Data for analysis section start

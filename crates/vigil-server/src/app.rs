use crate::state::AppState;
use crate::{api, logging};
use axum::http::HeaderValue;
use axum::middleware;
use axum::Router;
use tower_http::cors::{AllowOrigin, Any, CorsLayer};
use utoipa::OpenApi;
use utoipa_swagger_ui::SwaggerUi;

#[derive(OpenApi)]
#[openapi(
    info(
        title = "vigil API",
        description = "vigil 告警定义与通知方式 REST API",
    ),
    tags(
        (name = "Health", description = "服务健康检查"),
        (name = "AlarmDefinitions", description = "告警定义管理"),
        (name = "NotificationMethods", description = "通知方式管理")
    ),
    modifiers(&SecurityAddon)
)]
struct ApiDoc;

struct SecurityAddon;

impl utoipa::Modify for SecurityAddon {
    fn modify(&self, openapi: &mut utoipa::openapi::OpenApi) {
        let components = openapi.components.get_or_insert_with(Default::default);
        components.add_security_scheme(
            "tenant_header",
            utoipa::openapi::security::SecurityScheme::ApiKey(
                utoipa::openapi::security::ApiKey::Header(
                    utoipa::openapi::security::ApiKeyValue::new("X-Tenant-Id"),
                ),
            ),
        );
    }
}

fn cors_layer(allowed_origins: &[String]) -> CorsLayer {
    let origins: Vec<HeaderValue> = allowed_origins
        .iter()
        .filter_map(|o| match o.parse::<HeaderValue>() {
            Ok(v) => Some(v),
            Err(_) => {
                tracing::warn!(origin = %o, "Ignoring invalid CORS origin");
                None
            }
        })
        .collect();
    let allow_origin = if origins.is_empty() {
        AllowOrigin::from(Any)
    } else {
        AllowOrigin::list(origins)
    };
    CorsLayer::new()
        .allow_origin(allow_origin)
        .allow_methods(Any)
        .allow_headers(Any)
}

pub fn build_http_app(state: AppState) -> Router {
    let (public_router, public_spec) = api::public_routes().split_for_parts();
    let (tenant_router, tenant_spec) = api::tenant_routes().split_for_parts();

    let mut merged_spec = ApiDoc::openapi();
    merged_spec.merge(public_spec);
    merged_spec.merge(tenant_spec);

    let cors = cors_layer(&state.config.cors_allowed_origins);

    public_router
        .merge(tenant_router.layer(middleware::from_fn(
            crate::middleware::tenant_middleware,
        )))
        .with_state(state)
        .merge(SwaggerUi::new("/docs").url("/v2.0/openapi.json", merged_spec))
        .layer(cors)
        .layer(middleware::from_fn(logging::request_logging))
}
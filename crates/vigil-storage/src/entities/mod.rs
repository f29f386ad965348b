pub mod alarm_action;
pub mod alarm_definition;
pub mod alarm_definition_dimension;
pub mod notification_method;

Data for analysis section end

Prompt – Copy all lines of the material above where the string "middleware" occurs.

Solution below –
use axum::middleware;
        .merge(tenant_router.layer(middleware::from_fn(
            crate::middleware::tenant_middleware,
        .layer(middleware::from_fn(logging::request_logging))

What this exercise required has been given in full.